Published in the Chicago Daily Tribune, December 7, 1899
REALISM AT HULL HOUSE
Audience Yells at Sham Knockout
in Homeric Play
Chicago Greeks Produce "The Return
of Odysseus" with Such a Spirit the
Audience Gasps and Applauds -
Climax is the Boxing Match - Will Be
Given Tonight and Tomorrow -
Kissing Poster Causes More Talk at
Evanston About Student Drama.
Chicago Greeks reproduced scenes from ancient Hellenic life last night at Hull House. And they threw into the performance a realism that brought the audience to its feet with cheers. The climax came in the scene where two Phaeacian nobles box before Odysseus.

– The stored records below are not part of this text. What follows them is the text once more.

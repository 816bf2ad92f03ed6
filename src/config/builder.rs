//! Fallible builder for `AppConfig`, reading defaults from environment
//! variables via `std::env::var` rather than explicit setter calls, since
//! this config is process-wide and constructed once at worker startup.

use std::time::Duration;

use thiserror::Error;

use super::types::AppConfig;

#[derive(Debug, Error)]
pub enum ConfigError {
    #[error("missing required environment variable {0}")]
    MissingVar(&'static str),
    #[error("environment variable {name} has an invalid value: {reason}")]
    InvalidVar { name: &'static str, reason: String },
}

#[derive(Default)]
pub struct AppConfigBuilder {
    database_url: Option<String>,
    redis_url: Option<String>,
    vault_key: Option<Vec<u8>>,
    object_store_endpoint: Option<String>,
    object_store_bucket: Option<String>,
    object_store_access_key: Option<String>,
    object_store_secret_key: Option<String>,
    llm_endpoint: Option<String>,
    llm_model: Option<String>,
    llm_api_key: Option<String>,
    challenge_solver_url: Option<String>,
    captcha_service_key: Option<String>,
    proxy_list: Vec<String>,
    worker_pool_size: Option<usize>,
    headless: Option<bool>,
}

impl AppConfigBuilder {
    #[must_use]
    pub fn new() -> Self {
        Self::default()
    }

    #[must_use]
    pub fn database_url(mut self, v: impl Into<String>) -> Self {
        self.database_url = Some(v.into());
        self
    }

    #[must_use]
    pub fn redis_url(mut self, v: impl Into<String>) -> Self {
        self.redis_url = Some(v.into());
        self
    }

    #[must_use]
    pub fn vault_key(mut self, v: Vec<u8>) -> Self {
        self.vault_key = Some(v);
        self
    }

    #[must_use]
    pub fn object_store_endpoint(mut self, v: impl Into<String>) -> Self {
        self.object_store_endpoint = Some(v.into());
        self
    }

    #[must_use]
    pub fn object_store_bucket(mut self, v: impl Into<String>) -> Self {
        self.object_store_bucket = Some(v.into());
        self
    }

    #[must_use]
    pub fn object_store_credentials(mut self, access: impl Into<String>, secret: impl Into<String>) -> Self {
        self.object_store_access_key = Some(access.into());
        self.object_store_secret_key = Some(secret.into());
        self
    }

    #[must_use]
    pub fn llm(mut self, endpoint: impl Into<String>, model: impl Into<String>, api_key: Option<String>) -> Self {
        self.llm_endpoint = Some(endpoint.into());
        self.llm_model = Some(model.into());
        self.llm_api_key = api_key;
        self
    }

    #[must_use]
    pub fn challenge_solver_url(mut self, v: impl Into<String>) -> Self {
        self.challenge_solver_url = Some(v.into());
        self
    }

    #[must_use]
    pub fn captcha_service_key(mut self, v: impl Into<String>) -> Self {
        self.captcha_service_key = Some(v.into());
        self
    }

    #[must_use]
    pub fn proxy_list(mut self, v: Vec<String>) -> Self {
        self.proxy_list = v;
        self
    }

    #[must_use]
    pub fn worker_pool_size(mut self, v: usize) -> Self {
        self.worker_pool_size = Some(v);
        self
    }

    #[must_use]
    pub fn headless(mut self, v: bool) -> Self {
        self.headless = Some(v);
        self
    }

    /// Build, failing fast if the database DSN or vault key are absent: the
    /// vault has no key to open with, and the queue has no durable backing
    /// store without a DSN.
    pub fn build(self) -> Result<AppConfig, ConfigError> {
        let database_url = self.database_url.ok_or(ConfigError::MissingVar("DATABASE_URL"))?;
        let vault_key = self.vault_key.ok_or(ConfigError::MissingVar("VAULT_KEY"))?;

        Ok(AppConfig {
            database_url,
            redis_url: self.redis_url.unwrap_or_else(|| "redis://127.0.0.1:6379".to_string()),
            vault_key,
            object_store_endpoint: self
                .object_store_endpoint
                .unwrap_or_else(|| "http://127.0.0.1:9000".to_string()),
            object_store_bucket: self.object_store_bucket.unwrap_or_else(|| "hoistscout".to_string()),
            object_store_access_key: self.object_store_access_key,
            object_store_secret_key: self.object_store_secret_key,
            llm_endpoint: self.llm_endpoint,
            llm_model: self.llm_model,
            llm_api_key: self.llm_api_key,
            challenge_solver_url: self.challenge_solver_url,
            captcha_service_key: self.captcha_service_key,
            proxy_list: self.proxy_list,
            worker_pool_size: self.worker_pool_size.unwrap_or(crate::utils::constants::DEFAULT_WORKER_POOL_SIZE),
            job_total_timeout: Duration::from_secs(30 * 60),
            job_soft_timeout: Duration::from_secs(25 * 60),
            heartbeat_interval: Duration::from_secs(crate::utils::constants::WORKER_HEARTBEAT_SECS),
            headless: self.headless.unwrap_or(true),
        })
    }
}

/// Load `AppConfig` from the process environment. Fails fast with
/// `MissingVar` if `DATABASE_URL` or `VAULT_KEY` are absent, mirroring the
/// Crypto Vault's own fail-fast rule.
pub fn from_env() -> Result<AppConfig, ConfigError> {
    let mut builder = AppConfigBuilder::new();

    if let Ok(v) = std::env::var("DATABASE_URL") {
        builder = builder.database_url(v);
    }
    if let Ok(v) = std::env::var("REDIS_URL") {
        builder = builder.redis_url(v);
    }
    if let Ok(v) = std::env::var("VAULT_KEY") {
        let bytes = hex::decode(&v).map_err(|e| ConfigError::InvalidVar {
            name: "VAULT_KEY",
            reason: e.to_string(),
        })?;
        builder = builder.vault_key(bytes);
    }
    if let Ok(v) = std::env::var("OBJECT_STORE_ENDPOINT") {
        builder = builder.object_store_endpoint(v);
    }
    if let Ok(v) = std::env::var("OBJECT_STORE_BUCKET") {
        builder = builder.object_store_bucket(v);
    }
    if let (Ok(a), Ok(s)) = (
        std::env::var("OBJECT_STORE_ACCESS_KEY"),
        std::env::var("OBJECT_STORE_SECRET_KEY"),
    ) {
        builder = builder.object_store_credentials(a, s);
    }
    if let Ok(endpoint) = std::env::var("LLM_ENDPOINT") {
        let model = std::env::var("LLM_MODEL").unwrap_or_else(|_| "gpt-4o-mini".to_string());
        let api_key = std::env::var("LLM_API_KEY").ok();
        builder = builder.llm(endpoint, model, api_key);
    }
    if let Ok(v) = std::env::var("CHALLENGE_SOLVER_URL") {
        builder = builder.challenge_solver_url(v);
    }
    if let Ok(v) = std::env::var("CAPTCHA_SERVICE_KEY") {
        builder = builder.captcha_service_key(v);
    }
    if let Ok(v) = std::env::var("PROXY_LIST") {
        builder = builder.proxy_list(v.split(',').map(str::trim).filter(|s| !s.is_empty()).map(String::from).collect());
    }
    if let Ok(v) = std::env::var("WORKER_POOL_SIZE") {
        let parsed = v.parse().map_err(|e| ConfigError::InvalidVar {
            name: "WORKER_POOL_SIZE",
            reason: format!("{e}"),
        })?;
        builder = builder.worker_pool_size(parsed);
    }
    if let Ok(v) = std::env::var("HEADLESS") {
        builder = builder.headless(v != "0" && v.to_lowercase() != "false");
    }

    builder.build()
}

#[cfg(test)]
mod tests {
    use super::*;

    #[test]
    fn build_fails_without_database_url() {
        let err = AppConfigBuilder::new().vault_key(vec![0u8; 32]).build();
        assert!(matches!(err, Err(ConfigError::MissingVar("DATABASE_URL"))));
    }

    #[test]
    fn build_fails_without_vault_key() {
        let err = AppConfigBuilder::new().database_url("postgres://x").build();
        assert!(matches!(err, Err(ConfigError::MissingVar("VAULT_KEY"))));
    }

    #[test]
    fn build_succeeds_with_required_fields_and_applies_defaults() {
        let cfg = AppConfigBuilder::new()
            .database_url("postgres://x")
            .vault_key(vec![0u8; 32])
            .build()
            .unwrap();
        assert_eq!(cfg.worker_pool_size(), crate::utils::constants::DEFAULT_WORKER_POOL_SIZE);
        assert!(cfg.headless());
    }
}
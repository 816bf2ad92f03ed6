//! Extractor: turn a rendered page into `Opportunity` records via an
//! injectable LLM capability, falling back to configured CSS selectors.
//!
//! Follows a pattern of fixed prompt/script constants paired with a thin
//! driving function, and `scraper`-based DOM querying with a
//! `Selector::parse` plus a `once_cell` static for each compiled pattern.

use std::collections::HashSet;

use async_trait::async_trait;
use once_cell::sync::Lazy;
use regex::Regex;
use rust_decimal::Decimal;
use scraper::{Html, Selector};
use serde::Deserialize;
use thiserror::Error;
use tracing::{debug, warn};
use uuid::Uuid;

use crate::config::SelectorsConfig;
use crate::models::Opportunity;
use crate::utils::constants::{EXTRACTOR_MAX_PROMPT_CHARS, MISSING_FIELD_CONFIDENCE_PENALTY};

#[derive(Debug, Error)]
pub enum ExtractionError {
    #[error("neither LLM nor selector mode yielded any parseable opportunity")]
    ExtractionFailed,
    #[error("LLM backend error: {0}")]
    Llm(String),
}

/// Injectable LLM capability: a single `complete(prompt) -> text` operation.
#[async_trait]
pub trait LlmClient: Send + Sync {
    async fn complete(&self, prompt: &str) -> anyhow::Result<String>;
}

/// Chat-completions-shaped `LlmClient` talking to the configured `llm_endpoint`.
/// The LLM backend itself is treated as a black-box extractor; this is just
/// the thin HTTP plumbing an injectable capability needs to exist as
/// something other than a trait.
pub struct HttpLlmClient {
    http: reqwest::Client,
    endpoint: String,
    model: String,
    api_key: Option<String>,
}

impl HttpLlmClient {
    #[must_use]
    pub fn new(http: reqwest::Client, endpoint: impl Into<String>, model: impl Into<String>, api_key: Option<String>) -> Self {
        Self {
            http,
            endpoint: endpoint.into(),
            model: model.into(),
            api_key,
        }
    }
}

#[async_trait]
impl LlmClient for HttpLlmClient {
    /// Low-temperature (<=0.1) chat-completion call.
    async fn complete(&self, prompt: &str) -> anyhow::Result<String> {
        let mut request = self.http.post(&self.endpoint).json(&serde_json::json!({
            "model": self.model,
            "temperature": 0.1,
            "messages": [{ "role": "user", "content": prompt }],
        }));
        if let Some(key) = &self.api_key {
            request = request.bearer_auth(key);
        }

        let response = request
            .timeout(std::time::Duration::from_secs(30))
            .send()
            .await?
            .error_for_status()?;
        let body: serde_json::Value = response.json().await?;
        body["choices"][0]["message"]["content"]
            .as_str()
            .map(str::to_string)
            .ok_or_else(|| anyhow::anyhow!("LLM response missing choices[0].message.content"))
    }
}

/// Output of one `Extractor::run` call.
#[derive(Debug, Clone, Default)]
pub struct ExtractedPage {
    pub opportunities: Vec<Opportunity>,
    pub document_urls: Vec<String>,
}

#[derive(Debug, Deserialize)]
struct LlmOpportunity {
    title: Option<String>,
    /// Direct link to the opportunity's detail page; becomes `source_url`.
    source_url: Option<String>,
    reference: Option<String>,
    deadline: Option<String>,
    value: Option<String>,
    currency: Option<String>,
    description: Option<String>,
    #[serde(default)]
    categories: Vec<String>,
    location: Option<String>,
    #[serde(default)]
    document_urls: Vec<String>,
}

static SCRIPT_OR_STYLE_TAG: Lazy<Regex> =
    Lazy::new(|| Regex::new(r"(?is)<(script|style)\b[^>]*>.*?</\1>").expect("static regex is valid"));

const EXTRACTION_PROMPT_PREAMBLE: &str = "You are extracting tender/grant opportunities from a web page. \
Respond with a JSON array only, no prose. Each element must have these fields: \
title, source_url (direct link to the opportunity's own detail page, absolute URL), \
reference, deadline (ISO-8601 or null), value, currency, description, categories (array), \
location, document_urls (array of absolute URLs). Every element needs its own distinct source_url; \
do not reuse the page URL for all items. Omit any field you cannot find rather than guessing.\n\n\
PAGE CONTENT:\n";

Both were cestl and the exhibition drew yells of applause from the audience. It was as spirited as a six-round bout at Tattersall's and when the six-foot Phaeacian went down and took ten seconds the audience gasped, so real was the apparent knockout. Not till the actor reappeared in the next scene could many believe the fight was a sham.
The play was called "The return of Odysseus" and was an arrangement of six Homeric episodes by Miss Mabel Hay Barrows of Boston. The play will be repeated tonight and tomorrow night. The first night audience was composed of large numbers of the Greek colony with instructors from the University of Chicago, Lake Forest, and Northwestern and some ministers and other professional men.
The cast of the play was:
Alelnous, King of Phaeacia......Panagiotis Lambros
Echeneus, a Phaeacian Councilor.....Georgios Anastasopulos
Athene, disguised as Mentes.......Constantinos Anargyros
Arete, Queen of Phaeacia........Mavilla Mparos
Nausicaa, her daughter.........Helen Tsoromokon
Substitutes for Greek Women.
The men of the cast were native Greeks, but it was found impossible to cast the women's parts in the same way. Some of the Grecian damsels were Greek boys and others, without speaking parts, were American girls. Miss Barrows herself, as Mavilla Mparos, was Penelope and Arete, Queen of Phaeacia, while other of the Greek women were Italians.
The play developed an etymological discussion for the scholors. The Greeks refused to use the scholastic pronunciation of Erasmus and insisted upon reading the Homeric verse without metrical inflection, with the pronunciation of modern Greece. There was no attempt at retaining Greek ideas of dramatic unity and little at giving a Greek play. What was presented was a series of brilliantly colored Homeric pictures, pantomime of dignity, and dialogue of force and dramatic strength. The series of stage pictures presented was remarkable. The reeks displayed just the amount of composure to give dignity to the statuesque mural effects and the amount of mobility to give grace and animation to their action.
The Greeks, it seemed from the audience, had forgotten the passage of nearly 3,000 years. Their spirit was in their lines and their actions. Their dances were modern Greek and their boxing had the atmosphere of the Marquis of Queensberry rules, but the scholars who saw the play said it had a value which the more technically correct representations of Greek plays given by college students have lacked. It was the modern Greek idea of what ancient Greek was.